If the sculptor Eamonn O’Doherty was still alive today, no doubt we would be laughing and joking as we walked across the Halfpenny Bridge on our way from an early house on the Dublin Quays to a Joycean breakfast in Davy Byrnes.
The Doc will always be remembered for having the last laugh and perhaps for one work in particular.
Anna Livia, the bronze of a young woman sitting in a fountain which stood for several years on O’Connell Street in the heart of Dublin ,was commissioned to mark the City’s thousandth anniversary. She was named after the character in James Joyce’s Finnigan’s Wake, Anna Livia Plurabelle, the human embodiment of the River Liffey. The Dubs christened her “The Floozie in the Jacuzzi.”
But the Floozie had to be removed to safer ground after late night revellers poured bottles of washing up liquid into her Jacuzzi which sent tidal waves of foam flowing down O’Connell Street to threaten the GPO.
‘I don’t know what the fuss was about,’ Eamonn laughed. ‘The street was never cleaner.’
We were Baggotonians and proud to follow in Brendan Behan’s footsteps as we walked up and down the street to Dohney and Nesbitts, Tohners or wherever our fancy took us. If we bumped into Shane McGowan, Ronnie Drew, Gareche Browne or other would-be denizens of Joyce’s Nighttown it was invariably after closing time in another notorious drinking den – the United Arts Club on Upper Fitzwilliam Street where I had lived for more than seven years.
Eamonn had a house up the road in the leafy lanes of Ballsbridge. Unlike the Arts Club, Ballsbridge was the haunt of the rich and famous who lived in splendour in three storey Victorian houses with carefully manicured lawns. Eamonn’s front garden was full of scrap metal which he fashioned into his works of art.
One night in the Arts Club he had a worried look on his face.
‘What’s up?’ I asked.
‘The German Ambassador has moved in down the road. He knocked on my door this afternoon and said, “I have called about your garden.”’
‘What did you say to him?’
“Not a word. I ducked inside, came out and handed him a spade and a rake. I’ve heard nothing since but I’m worried the SS might be there when I get home.’
Like most Baggotonians, Eamonn was a committed Socialist Republican who proudly wore a red star on his navy blue serge cap.
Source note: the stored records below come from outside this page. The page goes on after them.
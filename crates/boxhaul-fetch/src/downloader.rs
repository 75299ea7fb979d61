use crate::error::{FetchError, Result};
use crate::options::DownloaderOptions;
use crate::url::scrub_credentials;
use futures_util::StreamExt;
use reqwest::header::{CONTENT_TYPE, LOCATION};
use reqwest::{Certificate, Client, Identity};
use std::path::{Path, PathBuf};
use tokio::io::AsyncWriteExt;
use tracing::debug;
use url::Url;

const MAX_REDIRECTS: u32 = 10;

/// A completed download: the destination file plus the media type surfaced
/// by the transport, when any.
#[derive(Debug)]
pub struct Download {
    pub path: PathBuf,
    pub media_type: Option<String>,
}

/// Transport handle for `http(s)` and `file` URLs, wired with the TLS and
/// auth options read from the environment.
pub struct Downloader {
    options: DownloaderOptions,
}

impl Downloader {
    pub fn new(options: DownloaderOptions) -> Self {
        Self { options }
    }

    /// Download `url` to `dest`. The partial file is removed on failure.
    pub async fn download(&self, url: &Url, dest: &Path) -> Result<Download> {
        debug!(url = %scrub_credentials(url.as_str()), dest = %dest.display(), "downloading");
        let result = match url.scheme() {
            "file" => self.download_local(url, dest).await,
            "http" | "https" => self.download_http(url, dest).await,
            other => Err(FetchError::UnsupportedScheme(other.to_string())),
        };
        if result.is_err() {
            let _ = tokio::fs::remove_file(dest).await;
        }
        result
    }

    async fn download_local(&self, url: &Url, dest: &Path) -> Result<Download> {
        let source = url
            .to_file_path()
            .map_err(|_| FetchError::InvalidUrl(url.to_string()))?;
        if !source.is_file() {
            return Err(FetchError::MissingFile(source));
        }
        let len = tokio::fs::copy(&source, dest).await?;
        if let Some(on_progress) = &self.options.on_progress {
            on_progress(len, Some(len));
        }
        Ok(Download {
            path: dest.to_path_buf(),
            media_type: None,
        })
    }

    async fn download_http(&self, url: &Url, dest: &Path) -> Result<Download> {
        let client = self.build_client()?;
        let credentials = url_credentials(url);

        // Redirects are followed by hand so that embedded credentials are
        // re-sent only to the original origin, unless `location_trusted`
        // extends trust to every redirect target.
        let mut current = url.clone();
        for _ in 0..MAX_REDIRECTS {
            let mut request = client.get(strip_credentials(&current));
            if let Some((user, pass)) = &credentials {
                if self.options.location_trusted || same_origin(&current, url) {
                    request = request.basic_auth(user, pass.as_deref());
                }
            }

            let response = request.send().await?;
            let status = response.status();

            if is_redirect(status.as_u16()) {
                let location = response
                    .headers()
                    .get(LOCATION)
                    .and_then(|v| v.to_str().ok())
                    .ok_or_else(|| {
                        FetchError::Network(format!(
                            "redirect without a Location header from {}",
                            scrub_credentials(current.as_str())
                        ))
                    })?;
                current = current
                    .join(location)
                    .map_err(|_| FetchError::InvalidUrl(location.to_string()))?;
                continue;
            }

            if !status.is_success() {
                return Err(FetchError::Http {
                    status: status.as_u16(),
                    url: scrub_credentials(url.as_str()),
                });
            }

            let media_type = response
                .headers()
                .get(CONTENT_TYPE)
                .and_then(|v| v.to_str().ok())
                .map(str::to_string);
            let total = response.content_length();

            let mut file = tokio::fs::File::create(dest).await?;
            let mut stream = response.bytes_stream();
            let mut downloaded = 0u64;
            while let Some(chunk) = stream.next().await {
                let chunk = chunk?;
                file.write_all(&chunk).await?;
                downloaded += chunk.len() as u64;
                if let Some(on_progress) = &self.options.on_progress {
                    on_progress(downloaded, total);
                }
            }
            file.flush().await?;

            return Ok(Download {
                path: dest.to_path_buf(),
                media_type,
            });
        }

        Err(FetchError::TooManyRedirects {
            count: MAX_REDIRECTS,
            url: scrub_credentials(url.as_str()),
        })
    }

    fn build_client(&self) -> Result<Client> {
        let mut builder = Client::builder()
            .redirect(reqwest::redirect::Policy::none())
            .user_agent(concat!("boxhaul/", env!("CARGO_PKG_VERSION")));

        if let Some(path) = &self.options.ca_cert {
            builder = builder.add_root_certificate(Certificate::from_pem(&std::fs::read(path)?)?);
        }
        if let Some(dir) = &self.options.ca_path {
            for entry in std::fs::read_dir(dir)? {
                let entry = entry?;
                if entry.file_type()?.is_file() {
                    builder = builder
                        .add_root_certificate(Certificate::from_pem(&std::fs::read(entry.path())?)?);
                }
            }
        }
        if self.options.insecure {
            builder = builder.danger_accept_invalid_certs(true);
        }
        if let Some(path) = &self.options.client_cert {
            builder = builder.identity(Identity::from_pem(&std::fs::read(path)?)?);
        }
        if self.options.disable_ssl_revoke_best_effort {
            // Revocation checking is a property of the platform TLS backend;
            // backends that do not check simply ignore this.
            debug!("revocation-check failures will not abort the transfer");
        }

        Ok(builder.build()?)
    }
}

fn is_redirect(status: u16) -> bool {
    matches!(status, 301 | 302 | 303 | 307 | 308)
}

fn url_credentials(url: &Url) -> Option<(String, Option<String>)> {
    if url.username().is_empty() {
        return None;
    }
    Some((
        url.username().to_string(),
        url.password().map(str::to_string),
    ))
}

fn strip_credentials(url: &Url) -> Url {
    let mut stripped = url.clone();
    let _ = stripped.set_username("");
    let _ = stripped.set_password(None);
    stripped
}

fn same_origin(a: &Url, b: &Url) -> bool {
    a.scheme() == b.scheme() && a.host_str() == b.host_str() && a.port_or_known_default() == b.port_or_known_default()
}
That didn’t stop him from taking money from Capitalists.
‘The more they give me the less they’re spending on oppressing the workers,’ he told me only half jokingly. ‘I never liked her but I laugh when I think that Michael Smufitt paid me a quarter of a million for the Floozie.’
When, to celebrate Dublin’s tenure as the European City of Culture back in 1991, the directors of the Central Bank were looking for a public sculpture to put outside their headquarters on Dame Street, Eamonn was one of several artists who submitted ideas.
Crann an Oir, or in English, the Tree of Gold, is a globe on a gilded bronze trunk surrounded by lush golden leaves.
But according to Eamonn it may never have been.
He claimed he was driving passed Grogan’s Bar on South William Street on his way to the Bank with the maquette, or model, of the Tree of Gold on his passenger seat. He spotted our friend the Sunday Independent cartoonist and poet Tom Mathews sitting drinking a pint outside and stopped. Mathews got into the car, sat down and crushed the maquette.
‘I was gutted,’ Eamonn told me. ‘It was a complete balls up. It was going to be my golden cash cow. Then Tom had a brilliant idea. We went into Grogan’s and stole the ballcock from the gents toilet, bought a knitting needle from the wool shop down the road, pinched some paint from a friend’s studio, and grabbed some leaves from a flower seller on Grafton Street.’
He laughed, ‘Within the hour Tom had rebuilt the maquette which had taken me two months to make.’
To this day, the Tree of Gold is known by Dubliners as ‘The Ball at the Bank’. But I laugh when I wonder if they realise how it got its name?
Sadly The Doc died nine years ago after a long battle against cancer. Ronnie Drew and Garett Browne have also gone. Amazingly Shane MGowan and I are still alive.
But I was reminded of Eamonn’s memory by a call to the Joe Duffy afternoon phone in on RTE Radio One a couple of years later. Another of Eamonn’s public works was the bronze Plough and the Stars on the side of Liberty Hall. A caller phoned in to report that the Stars were missing and for the next two hours indignant callers telephoned to talk about public works of art being stolen and melted down to be sold as scrap.
At the very end of the programme the man who ran the foundry which cast Eamonn’s work phoned in to say, ‘I took them down to give them a good clean.’
From beyond the grave the Doc had once again managed to have the last laugh.